** Materials provided **

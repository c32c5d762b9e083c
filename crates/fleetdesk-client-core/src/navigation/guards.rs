//! Predicates evaluated before a route is activated
//!
//! The `check_*` functions are pure and only decide. [`RouteGuards`] reads the
//! current session, runs them and performs the redirect they ask for

use fleetdesk_shared::{
    const_config::route::ROUTE_QUERY_RETURN_URL,
    uac::{Permission, UserInfo},
};
use tracing::{debug, info};

use super::NavigationTarget;
use crate::{RouteSettings, SessionManager};

#[derive(Debug, Clone, PartialEq, Eq)]
pub enum GuardOutcome {
    Allow,
    /// Stay on the current route without going anywhere else
    Deny,
    Redirect(NavigationTarget),
}

impl GuardOutcome {
    /// Returns `true` if the guard outcome is [`Allow`].
    ///
    /// [`Allow`]: GuardOutcome::Allow
    #[must_use]
    pub fn is_allowed(&self) -> bool {
        matches!(self, Self::Allow)
    }
}

/// Access requirements declared on a route definition
#[derive(Debug, Clone, Default, PartialEq, Eq, serde::Deserialize)]
#[serde(rename_all = "camelCase")]
pub struct RouteData {
    /// Treated as `true` when not set
    pub requires_auth: Option<bool>,
    #[serde(default)]
    pub roles: Vec<String>,
    #[serde(default)]
    pub permissions: Vec<Permission>,
}

impl RouteData {
    pub fn new() -> Self {
        Self::default()
    }

    pub fn requires_auth(mut self, value: bool) -> Self {
        self.requires_auth = Some(value);
        self
    }

    pub fn roles<S: Into<String>>(mut self, roles: impl IntoIterator<Item = S>) -> Self {
        self.roles = roles.into_iter().map(Into::into).collect();
        self
    }

    pub fn permissions<S: Into<String>>(mut self, perms: impl IntoIterator<Item = S>) -> Self {
        self.permissions = perms.into_iter().map(Permission::new).collect();
        self
    }

    /// Declaring roles or permissions implies the route needs a session
    fn needs_session(&self) -> bool {
        self.requires_auth.unwrap_or(true) || !self.roles.is_empty() || !self.permissions.is_empty()
    }
}

/// Implemented by views that may want to block leaving them (eg. a form
/// with unsaved changes)
pub trait CanDeactivate {
    fn can_deactivate(&self) -> bool;
}

pub fn check_auth(user: Option<&UserInfo>, attempted_url: &str, routes: &RouteSettings) -> GuardOutcome {
    if user.is_some() {
        GuardOutcome::Allow
    } else {
        GuardOutcome::Redirect(login_redirect(attempted_url, routes))
    }
}

pub fn check_guest(user: Option<&UserInfo>, routes: &RouteSettings) -> GuardOutcome {
    if user.is_some() {
        GuardOutcome::Redirect(NavigationTarget::push(&routes.dashboard))
    } else {
        GuardOutcome::Allow
    }
}

/// An empty `allowed_roles` admits any authenticated user
pub fn check_roles<S: AsRef<str>>(
    user: Option<&UserInfo>,
    allowed_roles: &[S],
    attempted_url: &str,
    routes: &RouteSettings,
) -> GuardOutcome {
    let Some(user) = user else {
        return GuardOutcome::Redirect(login_redirect(attempted_url, routes));
    };
    if allowed_roles.is_empty() || user.has_any_role(allowed_roles) {
        GuardOutcome::Allow
    } else {
        debug!(role = %user.role, "role not allowed");
        GuardOutcome::Redirect(NavigationTarget::push(&routes.unauthorized))
    }
}

/// Every one of `required` must be held
pub fn check_permissions(
    user: Option<&UserInfo>,
    required: &[Permission],
    attempted_url: &str,
    routes: &RouteSettings,
) -> GuardOutcome {
    let Some(user) = user else {
        return GuardOutcome::Redirect(login_redirect(attempted_url, routes));
    };
    if user.permissions.includes(required) {
        GuardOutcome::Allow
    } else {
        debug!(missing = ?user.permissions.missing(required), "missing permissions");
        GuardOutcome::Redirect(NavigationTarget::push(&routes.unauthorized))
    }
}

/// Authentication, then roles, then permissions. Stops at the first failure
pub fn check_route_data(
    user: Option<&UserInfo>,
    data: &RouteData,
    attempted_url: &str,
    routes: &RouteSettings,
) -> GuardOutcome {
    if !data.needs_session() {
        return GuardOutcome::Allow;
    }
    match check_auth(user, attempted_url, routes) {
        GuardOutcome::Allow => {}
        outcome => return outcome,
    }
    match check_roles(user, &data.roles, attempted_url, routes) {
        GuardOutcome::Allow => {}
        outcome => return outcome,
    }
    check_permissions(user, &data.permissions, attempted_url, routes)
}

pub fn check_can_deactivate(component: Option<&dyn CanDeactivate>) -> GuardOutcome {
    match component {
        Some(component) if !component.can_deactivate() => GuardOutcome::Deny,
        _ => GuardOutcome::Allow,
    }
}

/// Where to go once login succeeds. Only same origin relative paths are
/// accepted from the `returnUrl` parameter
pub fn return_target(login_url: &str, routes: &RouteSettings) -> NavigationTarget {
    let login = NavigationTarget::parse(login_url);
    let candidate = login
        .query_param(ROUTE_QUERY_RETURN_URL)
        .filter(|url| is_local_path(url))
        .map(NavigationTarget::parse)
        .filter(|target| target.path != routes.login);
    let mut target = candidate.unwrap_or_else(|| NavigationTarget::push(&routes.dashboard));
    target.replace_url = true;
    target
}

fn is_local_path(url: &str) -> bool {
    url.starts_with('/') && !url.starts_with("//") && !url.contains('\\')
}

fn login_redirect(attempted_url: &str, routes: &RouteSettings) -> NavigationTarget {
    NavigationTarget::replace(&routes.login).with_query(ROUTE_QUERY_RETURN_URL, attempted_url)
}

/// The guards bound to a session. Each call reads the session as it is at
/// that moment and never waits on the network
#[derive(Debug, Clone)]
pub struct RouteGuards {
    session: SessionManager,
}

impl RouteGuards {
    pub fn new(session: SessionManager) -> Self {
        Self { session }
    }

    pub fn auth_guard(&self, attempted_url: &str) -> GuardOutcome {
        let user = self.session.current_user();
        self.apply(check_auth(user.as_deref(), attempted_url, self.routes()))
    }

    pub fn guest_guard(&self) -> GuardOutcome {
        let user = self.session.current_user();
        self.apply(check_guest(user.as_deref(), self.routes()))
    }

    pub fn role_guard<S: AsRef<str>>(&self, allowed_roles: &[S], attempted_url: &str) -> GuardOutcome {
        let user = self.session.current_user();
        self.apply(check_roles(
            user.as_deref(),
            allowed_roles,
            attempted_url,
            self.routes(),
        ))
    }

    pub fn permission_guard(&self, required: &[Permission], attempted_url: &str) -> GuardOutcome {
        let user = self.session.current_user();
        self.apply(check_permissions(
            user.as_deref(),
            required,
            attempted_url,
            self.routes(),
        ))
    }

    pub fn route_data_guard(&self, data: &RouteData, attempted_url: &str) -> GuardOutcome {
        let user = self.session.current_user();
        self.apply(check_route_data(
            user.as_deref(),
            data,
            attempted_url,
            self.routes(),
        ))
    }

    pub fn can_deactivate_guard(&self, component: Option<&dyn CanDeactivate>) -> GuardOutcome {
        check_can_deactivate(component)
    }

    /// See [`return_target`]
    pub fn post_login_target(&self, login_url: &str) -> NavigationTarget {
        return_target(login_url, self.routes())
    }

    fn routes(&self) -> &RouteSettings {
        &self.session.settings().routes
    }

    fn apply(&self, outcome: GuardOutcome) -> GuardOutcome {
        if let GuardOutcome::Redirect(target) = &outcome {
            info!(to = %target.to_url(), "navigation redirected by guard");
            self.session.navigator().navigate(target.clone());
        }
        outcome
    }
}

** Assignment **
Across all the records, find the lines containing the word "Deny" and reproduce each one.

** Task solution **
    Deny,
        Some(component) if !component.can_deactivate() => GuardOutcome::Deny,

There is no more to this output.